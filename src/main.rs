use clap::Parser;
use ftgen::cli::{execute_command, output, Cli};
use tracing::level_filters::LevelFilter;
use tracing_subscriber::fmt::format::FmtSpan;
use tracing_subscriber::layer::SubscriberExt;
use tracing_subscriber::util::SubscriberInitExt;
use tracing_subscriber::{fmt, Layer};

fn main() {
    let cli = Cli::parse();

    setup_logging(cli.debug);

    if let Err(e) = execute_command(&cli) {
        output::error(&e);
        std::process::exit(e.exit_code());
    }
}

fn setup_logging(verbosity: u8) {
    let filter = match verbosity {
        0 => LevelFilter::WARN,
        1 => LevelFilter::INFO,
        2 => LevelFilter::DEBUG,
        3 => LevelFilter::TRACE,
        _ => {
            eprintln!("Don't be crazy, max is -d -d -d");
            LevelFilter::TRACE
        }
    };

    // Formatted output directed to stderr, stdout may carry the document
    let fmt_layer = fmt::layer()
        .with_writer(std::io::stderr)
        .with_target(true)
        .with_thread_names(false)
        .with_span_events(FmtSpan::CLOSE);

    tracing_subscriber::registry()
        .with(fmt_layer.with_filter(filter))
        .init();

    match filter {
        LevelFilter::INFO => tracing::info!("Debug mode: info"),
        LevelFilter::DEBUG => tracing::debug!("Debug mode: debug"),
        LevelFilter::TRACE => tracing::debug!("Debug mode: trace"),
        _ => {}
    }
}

-- -- --

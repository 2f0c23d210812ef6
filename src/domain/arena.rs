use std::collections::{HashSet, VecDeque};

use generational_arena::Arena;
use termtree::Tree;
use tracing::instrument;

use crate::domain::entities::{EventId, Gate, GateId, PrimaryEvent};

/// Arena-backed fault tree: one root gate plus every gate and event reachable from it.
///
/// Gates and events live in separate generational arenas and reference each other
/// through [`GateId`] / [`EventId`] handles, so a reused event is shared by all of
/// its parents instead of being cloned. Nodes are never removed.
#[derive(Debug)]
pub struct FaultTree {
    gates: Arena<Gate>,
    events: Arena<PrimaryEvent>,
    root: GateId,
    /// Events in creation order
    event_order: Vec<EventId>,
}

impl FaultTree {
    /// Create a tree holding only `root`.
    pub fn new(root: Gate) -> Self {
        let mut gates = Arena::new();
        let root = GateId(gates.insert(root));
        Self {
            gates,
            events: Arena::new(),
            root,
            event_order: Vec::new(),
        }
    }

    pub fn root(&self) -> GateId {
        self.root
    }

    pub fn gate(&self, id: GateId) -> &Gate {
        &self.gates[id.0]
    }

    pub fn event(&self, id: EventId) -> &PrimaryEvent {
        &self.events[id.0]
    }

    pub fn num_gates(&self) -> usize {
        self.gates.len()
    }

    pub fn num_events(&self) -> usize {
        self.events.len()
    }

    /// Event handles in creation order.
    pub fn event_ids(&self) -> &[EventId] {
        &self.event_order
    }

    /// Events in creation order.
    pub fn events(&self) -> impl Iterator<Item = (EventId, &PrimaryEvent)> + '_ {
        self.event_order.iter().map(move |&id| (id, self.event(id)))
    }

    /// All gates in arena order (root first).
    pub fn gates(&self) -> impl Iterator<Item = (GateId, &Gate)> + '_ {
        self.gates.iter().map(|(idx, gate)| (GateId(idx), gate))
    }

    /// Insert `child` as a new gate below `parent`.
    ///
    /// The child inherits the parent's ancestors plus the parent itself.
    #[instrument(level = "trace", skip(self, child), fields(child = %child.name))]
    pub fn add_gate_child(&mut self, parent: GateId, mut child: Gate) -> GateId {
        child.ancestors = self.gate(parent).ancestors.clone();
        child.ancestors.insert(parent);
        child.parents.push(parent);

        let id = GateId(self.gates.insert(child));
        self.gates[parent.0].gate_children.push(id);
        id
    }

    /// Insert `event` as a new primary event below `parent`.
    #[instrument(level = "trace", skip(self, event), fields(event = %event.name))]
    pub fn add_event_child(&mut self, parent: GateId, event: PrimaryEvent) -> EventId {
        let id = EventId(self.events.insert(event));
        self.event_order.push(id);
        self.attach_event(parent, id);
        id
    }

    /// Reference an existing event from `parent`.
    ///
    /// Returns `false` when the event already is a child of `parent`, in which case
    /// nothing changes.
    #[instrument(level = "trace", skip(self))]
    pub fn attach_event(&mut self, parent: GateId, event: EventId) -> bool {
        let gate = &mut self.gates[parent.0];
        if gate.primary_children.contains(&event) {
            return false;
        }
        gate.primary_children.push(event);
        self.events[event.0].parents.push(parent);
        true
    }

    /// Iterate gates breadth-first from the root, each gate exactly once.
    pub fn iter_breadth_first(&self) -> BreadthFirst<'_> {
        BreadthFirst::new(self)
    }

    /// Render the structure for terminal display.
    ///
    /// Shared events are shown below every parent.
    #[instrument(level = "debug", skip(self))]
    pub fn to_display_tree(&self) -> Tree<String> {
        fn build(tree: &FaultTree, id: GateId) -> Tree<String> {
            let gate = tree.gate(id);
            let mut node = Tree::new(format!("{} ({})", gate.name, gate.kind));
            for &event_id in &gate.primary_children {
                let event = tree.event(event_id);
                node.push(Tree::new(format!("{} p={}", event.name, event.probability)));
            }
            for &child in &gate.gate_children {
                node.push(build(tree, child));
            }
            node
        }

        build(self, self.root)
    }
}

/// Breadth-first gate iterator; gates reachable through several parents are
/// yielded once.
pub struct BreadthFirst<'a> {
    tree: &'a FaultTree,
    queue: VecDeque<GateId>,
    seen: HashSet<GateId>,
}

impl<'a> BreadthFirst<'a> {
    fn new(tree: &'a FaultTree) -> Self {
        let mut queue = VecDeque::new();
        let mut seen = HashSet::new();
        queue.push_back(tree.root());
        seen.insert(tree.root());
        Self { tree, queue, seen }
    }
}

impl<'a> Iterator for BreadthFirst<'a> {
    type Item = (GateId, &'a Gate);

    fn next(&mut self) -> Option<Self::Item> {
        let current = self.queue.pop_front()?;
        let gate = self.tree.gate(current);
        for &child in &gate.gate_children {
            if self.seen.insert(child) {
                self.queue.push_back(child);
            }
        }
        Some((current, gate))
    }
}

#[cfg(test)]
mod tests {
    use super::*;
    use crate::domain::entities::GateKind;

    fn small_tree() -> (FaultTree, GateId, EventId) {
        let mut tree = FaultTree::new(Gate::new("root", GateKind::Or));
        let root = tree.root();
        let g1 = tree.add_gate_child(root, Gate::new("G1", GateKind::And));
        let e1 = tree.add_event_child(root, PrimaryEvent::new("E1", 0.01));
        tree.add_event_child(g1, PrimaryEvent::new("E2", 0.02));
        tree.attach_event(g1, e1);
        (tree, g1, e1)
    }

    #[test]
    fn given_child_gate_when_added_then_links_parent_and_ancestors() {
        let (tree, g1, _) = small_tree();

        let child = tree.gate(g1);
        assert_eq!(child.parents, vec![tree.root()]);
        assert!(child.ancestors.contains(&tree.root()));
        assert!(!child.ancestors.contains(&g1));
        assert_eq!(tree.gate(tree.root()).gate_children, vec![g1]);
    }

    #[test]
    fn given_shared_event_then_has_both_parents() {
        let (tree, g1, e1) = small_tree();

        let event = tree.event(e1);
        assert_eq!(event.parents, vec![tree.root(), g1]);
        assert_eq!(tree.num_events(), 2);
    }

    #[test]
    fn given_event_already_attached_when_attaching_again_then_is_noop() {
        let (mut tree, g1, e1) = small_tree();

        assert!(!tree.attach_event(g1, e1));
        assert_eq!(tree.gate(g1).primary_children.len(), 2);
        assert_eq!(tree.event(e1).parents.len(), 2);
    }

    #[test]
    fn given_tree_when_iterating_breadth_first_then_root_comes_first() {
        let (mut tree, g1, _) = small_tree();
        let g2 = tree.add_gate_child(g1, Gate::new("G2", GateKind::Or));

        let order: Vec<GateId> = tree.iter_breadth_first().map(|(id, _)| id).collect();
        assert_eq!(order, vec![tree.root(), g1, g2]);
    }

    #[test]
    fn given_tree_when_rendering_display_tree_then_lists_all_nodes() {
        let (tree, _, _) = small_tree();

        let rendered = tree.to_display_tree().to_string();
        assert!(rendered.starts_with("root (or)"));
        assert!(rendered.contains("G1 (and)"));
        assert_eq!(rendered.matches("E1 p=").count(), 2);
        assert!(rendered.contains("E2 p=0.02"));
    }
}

-- -- --

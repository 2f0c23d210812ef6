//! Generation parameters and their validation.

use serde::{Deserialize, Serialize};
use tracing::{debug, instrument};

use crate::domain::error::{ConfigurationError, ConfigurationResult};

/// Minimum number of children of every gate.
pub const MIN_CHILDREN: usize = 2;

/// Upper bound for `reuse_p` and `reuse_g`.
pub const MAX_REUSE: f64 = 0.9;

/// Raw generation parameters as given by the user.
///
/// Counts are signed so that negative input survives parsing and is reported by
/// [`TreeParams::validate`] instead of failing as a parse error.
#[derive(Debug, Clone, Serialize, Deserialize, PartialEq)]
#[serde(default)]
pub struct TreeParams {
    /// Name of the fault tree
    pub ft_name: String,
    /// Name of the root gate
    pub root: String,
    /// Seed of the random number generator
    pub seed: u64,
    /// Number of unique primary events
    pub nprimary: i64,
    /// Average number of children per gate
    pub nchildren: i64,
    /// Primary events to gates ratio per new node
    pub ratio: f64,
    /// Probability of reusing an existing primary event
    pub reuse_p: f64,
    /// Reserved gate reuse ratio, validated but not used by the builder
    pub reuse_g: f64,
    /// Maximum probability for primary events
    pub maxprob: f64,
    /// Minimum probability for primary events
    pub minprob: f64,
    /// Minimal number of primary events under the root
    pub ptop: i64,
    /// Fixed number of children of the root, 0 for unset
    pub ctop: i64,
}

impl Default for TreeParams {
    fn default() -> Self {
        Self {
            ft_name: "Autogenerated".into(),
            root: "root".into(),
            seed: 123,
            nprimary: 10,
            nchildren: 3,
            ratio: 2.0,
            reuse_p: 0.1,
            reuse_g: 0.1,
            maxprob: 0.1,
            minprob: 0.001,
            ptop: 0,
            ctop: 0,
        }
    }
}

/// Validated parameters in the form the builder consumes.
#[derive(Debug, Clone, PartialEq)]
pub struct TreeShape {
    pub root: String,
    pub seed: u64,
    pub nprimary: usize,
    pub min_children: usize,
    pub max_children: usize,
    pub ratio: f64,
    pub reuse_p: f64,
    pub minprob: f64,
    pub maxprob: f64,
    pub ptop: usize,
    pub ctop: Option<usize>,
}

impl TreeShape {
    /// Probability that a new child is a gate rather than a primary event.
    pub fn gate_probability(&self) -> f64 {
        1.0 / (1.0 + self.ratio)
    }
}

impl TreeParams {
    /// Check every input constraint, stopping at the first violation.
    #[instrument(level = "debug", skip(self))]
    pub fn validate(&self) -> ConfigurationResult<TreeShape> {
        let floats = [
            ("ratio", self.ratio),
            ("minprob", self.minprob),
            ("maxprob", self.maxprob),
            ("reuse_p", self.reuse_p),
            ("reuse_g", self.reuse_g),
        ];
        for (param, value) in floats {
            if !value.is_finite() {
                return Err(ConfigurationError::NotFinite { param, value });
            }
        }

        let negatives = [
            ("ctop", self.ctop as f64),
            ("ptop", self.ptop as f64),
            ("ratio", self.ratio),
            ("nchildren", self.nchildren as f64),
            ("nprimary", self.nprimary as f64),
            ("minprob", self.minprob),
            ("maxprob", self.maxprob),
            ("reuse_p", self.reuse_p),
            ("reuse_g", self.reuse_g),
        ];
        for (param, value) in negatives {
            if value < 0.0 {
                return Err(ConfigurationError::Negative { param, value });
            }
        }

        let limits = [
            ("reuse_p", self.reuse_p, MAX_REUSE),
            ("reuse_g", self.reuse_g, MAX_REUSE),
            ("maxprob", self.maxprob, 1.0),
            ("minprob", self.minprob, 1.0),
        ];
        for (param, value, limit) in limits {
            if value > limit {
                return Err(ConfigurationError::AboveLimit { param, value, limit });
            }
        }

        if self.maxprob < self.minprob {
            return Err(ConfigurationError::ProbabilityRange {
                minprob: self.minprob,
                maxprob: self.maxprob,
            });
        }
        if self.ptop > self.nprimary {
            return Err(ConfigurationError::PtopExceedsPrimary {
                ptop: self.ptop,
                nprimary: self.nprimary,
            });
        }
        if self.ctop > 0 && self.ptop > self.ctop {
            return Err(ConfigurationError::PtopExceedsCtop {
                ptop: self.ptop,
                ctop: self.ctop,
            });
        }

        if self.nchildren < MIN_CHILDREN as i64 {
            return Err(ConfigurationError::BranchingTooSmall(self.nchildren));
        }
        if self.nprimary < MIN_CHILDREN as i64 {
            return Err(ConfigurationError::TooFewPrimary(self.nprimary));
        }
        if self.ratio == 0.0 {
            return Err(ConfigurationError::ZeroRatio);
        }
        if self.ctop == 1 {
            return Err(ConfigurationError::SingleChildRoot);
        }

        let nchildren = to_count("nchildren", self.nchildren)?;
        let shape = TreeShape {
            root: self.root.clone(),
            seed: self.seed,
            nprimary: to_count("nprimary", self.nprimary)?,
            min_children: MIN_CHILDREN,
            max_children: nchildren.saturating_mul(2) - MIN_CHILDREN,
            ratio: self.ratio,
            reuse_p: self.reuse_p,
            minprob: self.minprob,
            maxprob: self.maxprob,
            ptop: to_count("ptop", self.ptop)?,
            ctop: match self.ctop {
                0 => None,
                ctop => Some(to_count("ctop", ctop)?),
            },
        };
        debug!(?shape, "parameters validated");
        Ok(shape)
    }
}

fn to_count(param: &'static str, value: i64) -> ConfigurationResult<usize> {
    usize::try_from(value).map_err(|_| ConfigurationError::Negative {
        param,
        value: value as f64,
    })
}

-- -- --

> [Exercise goal]:
The word to look for is "value"; copy out every line of the entries that holds it.

> [Written answer]:
        for (param, value) in floats {
            if !value.is_finite() {
                return Err(ConfigurationError::NotFinite { param, value });
        for (param, value) in negatives {
            if value < 0.0 {
                return Err(ConfigurationError::Negative { param, value });
        for (param, value, limit) in limits {
            if value > limit {
                return Err(ConfigurationError::AboveLimit { param, value, limit });
fn to_count(param: &'static str, value: i64) -> ConfigurationResult<usize> {
    usize::try_from(value).map_err(|_| ConfigurationError::Negative {
        value: value as f64,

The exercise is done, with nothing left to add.